ATLANTA: Earthlink is taking the next phase of its PR right into its customers' homes.
The ISP will choose three households in New York, giving those families "internet makeovers, said Arley Baker, director of communications. The "makeovers are part of Earthlink's bid to attract consumer and lifestyle writers, and not just technology journalists whose readers are well-versed in internet access.
One family with children will be given DSL. Earthlink will upgrade another family from dial-up service to a cable modem. And a young professional will win the third makeover: wireless internet access. The makeovers will hopefully catch the eye of lifestyle and consumer publications, and garner coverage in magazines read by people other than hi-tech diehards.
"What we're doing is trying to demystify technology such as high-speed access, said Baker. "We launched a website called highspeed101.com, that the consumer press can use as a resource. We want to get away from preaching to the choir. We want to show these families how much more rich and interactive their experiences are after we integrate the internet into their lives."
Earthlink is working with Can Do Woman, a company that researches and creates content, delivering it for television, radio, newspapers, and magazines via an e-mail newsletter and website.
This campaign, expected to begin by late September, follows a new ad campaign touting Earthlink as the alternative to annoying delays, drop-offs, pop-up ads, and excessive spam. Earthlink also introduced new software to reduce pop-up ads, a move covered by only the technology and business press, highlighting the ISP's desire for more mainstream coverage.

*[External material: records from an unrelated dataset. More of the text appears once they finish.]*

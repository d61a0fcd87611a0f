// TOML configuration for the grid, the steering controller and the formation tables.
// Every field has a default so partial files are fine.

use std::fs;
use std::path::Path;

use glam::{Vec2, Vec3};
use serde::{Deserialize, Serialize};

use crate::{NavError, NavResult};

#[derive(Debug, Clone, Default, PartialEq, Serialize, Deserialize)]
pub struct SimConfig {
    #[serde(default)]
    pub grid: GridConfig,
    #[serde(default)]
    pub steering: SteeringConfig,
    #[serde(default)]
    pub formation: FormationConfig,
    #[serde(default)]
    pub obstacles: ObstacleConfig,
}

#[derive(Debug, Clone, PartialEq, Serialize, Deserialize)]
pub struct GridConfig {
    /// World-space centre of the grid.
    #[serde(default = "default_grid_center")]
    pub center: Vec3,
    /// Extent along X and Z.
    #[serde(default = "default_world_size")]
    pub world_size: Vec2,
    #[serde(default = "default_cell_size")]
    pub cell_size: f32,
}

#[derive(Debug, Clone, PartialEq, Serialize, Deserialize)]
pub struct SteeringConfig {
    #[serde(default = "default_max_speed")]
    pub max_speed: f32,
    /// Slerp rate in 1/s; the per-tick factor is `rotation_speed * dt`.
    #[serde(default = "default_rotation_speed")]
    pub rotation_speed: f32,
    /// Distance below which arrival damping scales the speed down.
    #[serde(default = "default_slowing_radius")]
    pub slowing_radius: f32,
    /// Distance at which a waypoint or slot target counts as reached.
    #[serde(default = "default_waypoint_threshold")]
    pub waypoint_threshold: f32,
    /// Length of the forward obstacle probe.
    #[serde(default = "default_ray_distance")]
    pub ray_distance: f32,
    #[serde(default = "default_avoidance_strength")]
    pub avoidance_strength: f32,
}

/// One formation slot: displacement from the leader and resting facing.
#[derive(Debug, Clone, Copy, PartialEq, Serialize, Deserialize)]
pub struct SlotConfig {
    pub offset: Vec3,
    pub facing: Vec3,
}

#[derive(Debug, Clone, PartialEq, Serialize, Deserialize)]
pub struct FormationConfig {
    #[serde(default = "default_leader_slot")]
    pub leader_slot: usize,
    #[serde(default = "default_slots")]
    pub slots: Vec<SlotConfig>,
}

#[derive(Debug, Clone, PartialEq, Serialize, Deserialize)]
pub struct ObstacleConfig {
    /// Radius of bodies created by `insert_obstacle`.
    #[serde(default = "default_obstacle_radius")]
    pub radius: f32,
}

// Default values
fn default_grid_center() -> Vec3 {
    Vec3::ZERO
}

fn default_world_size() -> Vec2 {
    Vec2::new(20.0, 20.0)
}

fn default_cell_size() -> f32 {
    1.0
}

fn default_max_speed() -> f32 {
    5.0
}

fn default_rotation_speed() -> f32 {
    5.0
}

fn default_slowing_radius() -> f32 {
    2.0
}

fn default_waypoint_threshold() -> f32 {
    0.5
}

fn default_ray_distance() -> f32 {
    2.0
}

fn default_avoidance_strength() -> f32 {
    1.0
}

fn default_leader_slot() -> usize {
    1
}

fn default_obstacle_radius() -> f32 {
    0.5
}

/// Finger-four: left wing, leader, right wing, trailing right.
fn default_slots() -> Vec<SlotConfig> {
    vec![
        SlotConfig {
            offset: Vec3::new(-3.0, 0.0, -1.5),
            facing: Vec3::NEG_X,
        },
        SlotConfig {
            offset: Vec3::ZERO,
            facing: Vec3::Z,
        },
        SlotConfig {
            offset: Vec3::new(3.0, 0.0, -1.5),
            facing: Vec3::new(1.0, 0.0, 1.0),
        },
        SlotConfig {
            offset: Vec3::new(4.0, 0.0, -3.5),
            facing: Vec3::NEG_Z,
        },
    ]
}

impl Default for GridConfig {
    fn default() -> Self {
        Self {
            center: default_grid_center(),
            world_size: default_world_size(),
            cell_size: default_cell_size(),
        }
    }
}

impl Default for SteeringConfig {
    fn default() -> Self {
        Self {
            max_speed: default_max_speed(),
            rotation_speed: default_rotation_speed(),
            slowing_radius: default_slowing_radius(),
            waypoint_threshold: default_waypoint_threshold(),
            ray_distance: default_ray_distance(),
            avoidance_strength: default_avoidance_strength(),
        }
    }
}

impl Default for FormationConfig {
    fn default() -> Self {
        Self {
            leader_slot: default_leader_slot(),
            slots: default_slots(),
        }
    }
}

impl Default for ObstacleConfig {
    fn default() -> Self {
        Self {
            radius: default_obstacle_radius(),
        }
    }
}

impl SimConfig {
    pub fn load(path: impl AsRef<Path>) -> NavResult<Self> {
        let content = fs::read_to_string(path)?;
        Self::from_toml_str(&content)
    }

    pub fn from_toml_str(content: &str) -> NavResult<Self> {
        let config: SimConfig = toml::from_str(content)?;
        config.validate()?;
        Ok(config)
    }

    pub fn validate(&self) -> NavResult<()> {
        let invalid = |msg: String| Err(NavError::InvalidConfig(msg));

        if !(self.grid.cell_size > 0.0) {
            return invalid(format!(
                "grid.cell_size must be positive, got {}",
                self.grid.cell_size
            ));
        }
        if !(self.grid.world_size.x > 0.0 && self.grid.world_size.y > 0.0) {
            return invalid(format!(
                "grid.world_size must be positive, got {}",
                self.grid.world_size
            ));
        }
        let s = &self.steering;
        if !(s.max_speed > 0.0) {
            return invalid(format!("steering.max_speed must be positive, got {}", s.max_speed));
        }
        if !(s.ray_distance > 0.0) {
            return invalid(format!(
                "steering.ray_distance must be positive, got {}",
                s.ray_distance
            ));
        }
        if s.slowing_radius < 0.0 || s.waypoint_threshold < 0.0 || s.rotation_speed < 0.0 {
            return invalid("steering radii and rates must not be negative".to_string());
        }
        if self.formation.slots.is_empty() {
            return invalid("formation.slots must contain at least the leader slot".to_string());
        }
        if self.formation.leader_slot >= self.formation.slots.len() {
            return invalid(format!(
                "formation.leader_slot {} out of range for {} slots",
                self.formation.leader_slot,
                self.formation.slots.len()
            ));
        }
        if let Some(i) = self
            .formation
            .slots
            .iter()
            .position(|slot| Vec2::new(slot.facing.x, slot.facing.z).length_squared() == 0.0)
        {
            return invalid(format!("formation.slots[{i}].facing has no horizontal component"));
        }
        if !(self.obstacles.radius > 0.0) {
            return invalid(format!(
                "obstacles.radius must be positive, got {}",
                self.obstacles.radius
            ));
        }
        Ok(())
    }
}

A recent ad and PR campaign focusing on internet privacy raised awareness of Earthlink, but didn't attract many new customers, said Baker. While privacy is important to customers, it is not a decisive factor in selecting an ISP. So Earthlink is hoping its focus on the issues that do infuriate people - from pop-up ads to trouble signing onto the internet - will resonate with potential consumers.
Highlighting these issues is vital for Earthlink, said Baker, because there are very few new people coming online for the first time. ISPs are now trying to poach each other's customers, and Earthlink is hoping that its promise of better service will drive customers away from competitors.
McGrath/Power will help with another consumer campaign focusing on the MailStation, a small device enabling people to send and receive e-mail without a computer. Earthlink will look for small communities that do not use the internet.
"We will give them MailStations for a few months, and will document how the use of e-mail changes their everyday lives. Our goal is to get local, regional, and national press, and really bring the brand into the marketplace, said Baker.